He did not, however, dismiss the possibility of an impeachment inquiry entirely, saying that he believes “it’s absolutely Congress’ role to look at possible impeachment.” 

We need your help to stay independent

The recent headlines surrounding Hunter Biden have plowed a division through the GOP about how to handle his controversy ahead of the 2024 elections. Former President Donald Trump decried what he called the “traffic ticket instead of a death sentence” given to Hunter Biden, and several other pundits have joined him in calling for the president’s impeachment over allegations that the Trump-appointed U.S. attorney who investigated him gave him a light deal. Another portion of the party, however, appears to be approaching the matter with caution due to worries about focusing too much on political scandal and not pocketbook issues.

“If anybody deserves to be impeached, I believe it’s Biden for what he has done. At the same time, we’ve got to look to 2024,” Rep. Roger Williams, R-Texas, told Politico. “We’ve got to get this White House back. We’ve got to get the Senate back.”

“If I was running for president I would focus on what I can do for 2024 and get this economy going again,” he added.


Want a daily wrap-up of all the news and commentary Salon has to offer? Subscribe to our morning newsletter, Crash Course.


The Republican Party has debated over how intensely to take President Biden to task over his son’s legal battles. During a briefing with reporters Monday night, the president of the conservative Club for Growth, David McIntosh, reviewed polling the group had done this month that included a question about whether the president should acknowledge having a seventh grandchild. Hunter Biden had initially denied fathering the 4-year-old girl, who lives with her mother in Arkansas, before recently settling a child support case. The president has refused to acknowledge the child publicly.

McIntosh called the matter a “family issue,” explaining that the Club decided to “throw it in and see what people say.” The poll found that 69 percent of respondents believed President Biden should acknowledge the child, McIntosh said, and 63 percent indicated it was a problem that illegal drugs had turned up in the White House.

“I was a little surprised it was that high,” he told Politico.

McIntosh did not take a position on whether Republicans should be investing resources into messaging about Hunter Biden or the so-called “Biden Crime Family,” a term far-right influences and congressmen have adopted. 

But conservatives aren’t currently putting much money behind attacks of the younger Biden, a sign that strategists see other talking points as more important to voters.

A Politico review of on-air and digital political ads from the last three months found that only one 2024 presidential candidate, Vivek Ramaswamy, has spent money on jabs at Hunter Biden.
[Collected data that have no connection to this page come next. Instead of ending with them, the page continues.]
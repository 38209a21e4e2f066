//! Turns one stored country object into index documents.
//!
//! The object-level pass emits a `country` document with every metadata
//! key copied verbatim, and one `area` document per gazetteer row. The row
//! whose derived id equals the object's own id is the country's own
//! gazetteer entry: it is folded into the country document instead of
//! producing a duplicate.

use std::borrow::Cow;
use std::collections::BTreeMap;
use std::io::BufRead;

use geonames_harvest::storage::DigitalObject;
use geonames_harvest::{
    COUNTRY_NAME_PROPERTY, ISO_CODE_PROPERTY, gazetteer_payload_id, metadata_payload_id,
};
use geonames_models::place::PlaceRow;
use geonames_models::{DISPLAY_TYPE, GUEST_ROLE, IndexConfig, IndexSummary};

use crate::IndexError;
use crate::access::AccessControl;
use crate::document::IndexDocument;
use crate::sink::IndexSink;

/// Timestamp layout of `last_modified`.
const TIMESTAMP_FORMAT: &str = "%Y-%m-%dT%H:%M:%SZ";

/// Whether a document describes the object itself or one of its payloads.
#[derive(Debug, Clone, Copy, PartialEq, Eq)]
pub enum ItemType {
    /// The object-level record (metadata payload).
    Object,
    /// Any other payload of the object.
    Datastream,
}

impl ItemType {
    /// Value of the `item_type` field.
    #[must_use]
    pub const fn as_str(self) -> &'static str {
        match self {
            Self::Object => "object",
            Self::Datastream => "datastream",
        }
    }
}

/// Per-object parameters.
#[derive(Debug, Clone, PartialEq, Eq)]
pub struct IndexParams {
    /// Payload id that selects the object-level pass.
    pub meta_pid: String,
    /// The country's ISO code.
    pub iso_code: String,
    /// The country's name, copied onto area documents.
    pub country_name: String,
    /// Repository name.
    pub repository_name: String,
    /// Repository type.
    pub repository_type: String,
    /// Harvest configuration id.
    pub harvest_config: Option<String>,
    /// Harvest rules id.
    pub harvest_rules: Option<String>,
}

impl IndexParams {
    /// Combines an object's properties with the index configuration.
    ///
    /// # Errors
    ///
    /// Returns [`IndexError::MissingProperty`] if the object has no ISO
    /// code.
    pub fn for_object<O: DigitalObject + ?Sized>(
        object: &O,
        config: &IndexConfig,
    ) -> Result<Self, IndexError> {
        let iso_code = object
            .property(ISO_CODE_PROPERTY)
            .filter(|code| !code.is_empty())
            .ok_or_else(|| IndexError::MissingProperty {
                oid: object.id().to_string(),
                property: ISO_CODE_PROPERTY,
            })?
            .to_string();

        Ok(Self {
            meta_pid: config
                .meta_pid
                .clone()
                .unwrap_or_else(|| metadata_payload_id(&iso_code)),
            country_name: object
                .property(COUNTRY_NAME_PROPERTY)
                .unwrap_or_default()
                .to_string(),
            iso_code,
            repository_name: config.repository_name.clone(),
            repository_type: config.repository_type.clone(),
            harvest_config: config.harvest_config.clone(),
            harvest_rules: config.harvest_rules.clone(),
        })
    }
}

/// Indexes one payload of an object.
///
/// When `payload_id` is the metadata pid, emits the area documents and
/// then the country document; otherwise emits a single datastream
/// document. The main document is always sent last.
///
/// # Errors
///
/// Returns [`IndexError::MissingPayload`] if the object-level pass cannot
/// find the metadata or gazetteer payload; in that case nothing is sent.
/// Also fails on unreadable payloads, access-store errors and sink errors.
pub fn index_object<S, O, A>(
    sink: &mut S,
    object: &O,
    payload_id: &str,
    params: &IndexParams,
    access: &mut A,
) -> Result<IndexSummary, IndexError>
where
    S: IndexSink + ?Sized,
    O: DigitalObject + ?Sized,
    A: AccessControl + ?Sized,
{
    let timestamp = chrono::Utc::now().format(TIMESTAMP_FORMAT).to_string();

    let (record_id, item_type) = if payload_id == params.meta_pid {
        (object.id().to_string(), ItemType::Object)
    } else {
        (format!("{}/{payload_id}", object.id()), ItemType::Datastream)
    };

    let mut doc = IndexDocument::new(record_id.as_str());
    if item_type == ItemType::Datastream {
        doc.add("identifier", payload_id);
    }
    doc.add("id", record_id.as_str());
    doc.add("storage_id", record_id.as_str());
    doc.add("item_type", item_type.as_str());
    doc.add("last_modified", timestamp.as_str());
    doc.add_opt("harvest_config", params.harvest_config.as_deref());
    doc.add_opt("harvest_rules", params.harvest_rules.as_deref());
    doc.add("display_type", DISPLAY_TYPE);

    let mut summary = IndexSummary::default();

    if item_type == ItemType::Object {
        doc.add("repository_name", params.repository_name.as_str());
        doc.add("repository_type", params.repository_type.as_str());

        log::info!("*** Processing: {}", params.iso_code);

        let metadata_id = metadata_payload_id(&params.iso_code);
        let gazetteer_id = gazetteer_payload_id(&params.iso_code);
        let metadata = open_required(object, &metadata_id)?;
        let gazetteer = open_required(object, &gazetteer_id)?;

        doc.add("recordType", "country");
        for (key, value) in read_metadata(metadata, &metadata_id)? {
            doc.add(key, value);
        }

        let context = AreaContext {
            parent_id: object.id(),
            item_type,
            timestamp: &timestamp,
            params,
        };
        summary = index_gazetteer(sink, gazetteer, &gazetteer_id, &context, &mut doc)?;
    }

    apply_security(&mut doc, access)?;
    sink.send(doc)?;
    summary.documents += 1;

    Ok(summary)
}

fn open_required<'a, O: DigitalObject + ?Sized>(
    object: &'a O,
    payload_id: &str,
) -> Result<Box<dyn BufRead + 'a>, IndexError> {
    object
        .open_payload(payload_id)?
        .ok_or_else(|| IndexError::MissingPayload {
            oid: object.id().to_string(),
            payload: payload_id.to_string(),
        })
}

/// Reads a JSON object payload into string values.
///
/// Strings are copied as-is, `null` becomes an empty string, and any other
/// value keeps its JSON text.
fn read_metadata(
    reader: Box<dyn BufRead + '_>,
    payload_id: &str,
) -> Result<BTreeMap<String, String>, IndexError> {
    let value: serde_json::Value = serde_json::from_reader(reader)?;
    let serde_json::Value::Object(map) = value else {
        return Err(IndexError::InvalidMetadata(payload_id.to_string()));
    };

    Ok(map
        .into_iter()
        .map(|(key, value)| match value {
            serde_json::Value::Null => (key, String::new()),
            serde_json::Value::String(s) => (key, s),
            other => (key, other.to_string()),
        })
        .collect())
}

/// Fields every area document inherits from its country.
struct AreaContext<'a> {
    parent_id: &'a str,
    item_type: ItemType,
    timestamp: &'a str,
    params: &'a IndexParams,
}

impl AreaContext<'_> {
    fn new_area(&self, area_id: &str) -> IndexDocument {
        let mut area = IndexDocument::new(area_id);
        area.add("recordType", "area");
        area.add("item_type", self.item_type.as_str());
        area.add("dc_identifier", area_id);
        area.add("id", area_id);
        area.add("storage_id", self.parent_id);
        area.add("last_modified", self.timestamp);
        area.add("display_type", DISPLAY_TYPE);
        area.add("countryName", self.params.country_name.as_str());
        area.add("repository_name", self.params.repository_name.as_str());
        area.add("repository_type", self.params.repository_type.as_str());
        area.add("security_filter", GUEST_ROLE);
        area
    }
}

fn add_place(doc: &mut IndexDocument, row: &PlaceRow<'_>) {
    doc.add("dc_title", row.name());
    for (column, value) in row.indexable_columns() {
        doc.add(column, value);
    }
}

/// Walks the gazetteer, sending area documents and folding the object's
/// own row into `country`.
fn index_gazetteer<S: IndexSink + ?Sized>(
    sink: &mut S,
    mut reader: Box<dyn BufRead + '_>,
    payload_id: &str,
    context: &AreaContext<'_>,
    country: &mut IndexDocument,
) -> Result<IndexSummary, IndexError> {
    let mut summary = IndexSummary::default();

    let mut buf = Vec::new();
    let mut number = 0_usize;

    loop {
        buf.clear();
        let read = reader
            .read_until(b'\n', &mut buf)
            .map_err(|e| IndexError::Payload {
                payload: payload_id.to_string(),
                source: e,
            })?;
        if read == 0 {
            break;
        }
        number += 1;

        let bytes = buf.strip_suffix(b"\n").unwrap_or(&buf[..]);
        let line = String::from_utf8_lossy(bytes);
        if matches!(line, Cow::Owned(_)) {
            log::warn!("{payload_id} line {number}: invalid UTF-8 replaced");
        }

        let row = match PlaceRow::parse(&line) {
            Ok(row) => row,
            Err(e) => {
                log::warn!("{payload_id} line {number}: {e}, skipping");
                summary.skipped_rows += 1;
                continue;
            }
        };

        let area_id = row.object_id();
        if area_id == context.parent_id {
            add_place(country, &row);
            summary.merged_rows += 1;
            continue;
        }

        let mut area = context.new_area(&area_id);
        add_place(&mut area, &row);
        sink.send(area)?;
        summary.documents += 1;
        summary.areas += 1;
    }

    Ok(summary)
}

/// Copies the record's roles into `security_filter`, defaulting (and
/// persisting) `guest` when the store has none.
fn apply_security<A: AccessControl + ?Sized>(
    doc: &mut IndexDocument,
    access: &mut A,
) -> Result<(), IndexError> {
    match access.roles_with_access(doc.id())? {
        Some(roles) if !roles.is_empty() => {
            for role in roles {
                doc.add("security_filter", role);
            }
        }
        _ => {
            let record_id = doc.id().to_string();
            access.grant_role(&record_id, GUEST_ROLE)?;
            doc.add("security_filter", GUEST_ROLE);
        }
    }
    Ok(())
}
His campaign spent just $907 for a digital ad in late June that criticized the plea deal, according to media tracking firm AdImpact. A separate Politico review of television and digital ads found that the only national conservative group paying for Hunter Biden messaging is Judicial Watch, which has spent less than $3,000 on a digital advertisement. 

GOP candidates and their aligned super PACs are instead taking aim at President Biden and Democrats’ handling of energy, the economy and education policies in their political messaging. They’ve spent a collective $57 million to date on television ads, none of which referenced the corruption alleged against the Biden family.

A June Ipsos/Reuters poll indicated that Republicans may have good reason to be cautious about harping on Hunter Biden. Though the poll found that half of Americans believed the younger Biden was receiving favorable treatment from federal prosecutors because of his father, 60 percent — including 59 percent who self-identified as independents — believe that the president is being a “good father” by supporting his son through his legal woes.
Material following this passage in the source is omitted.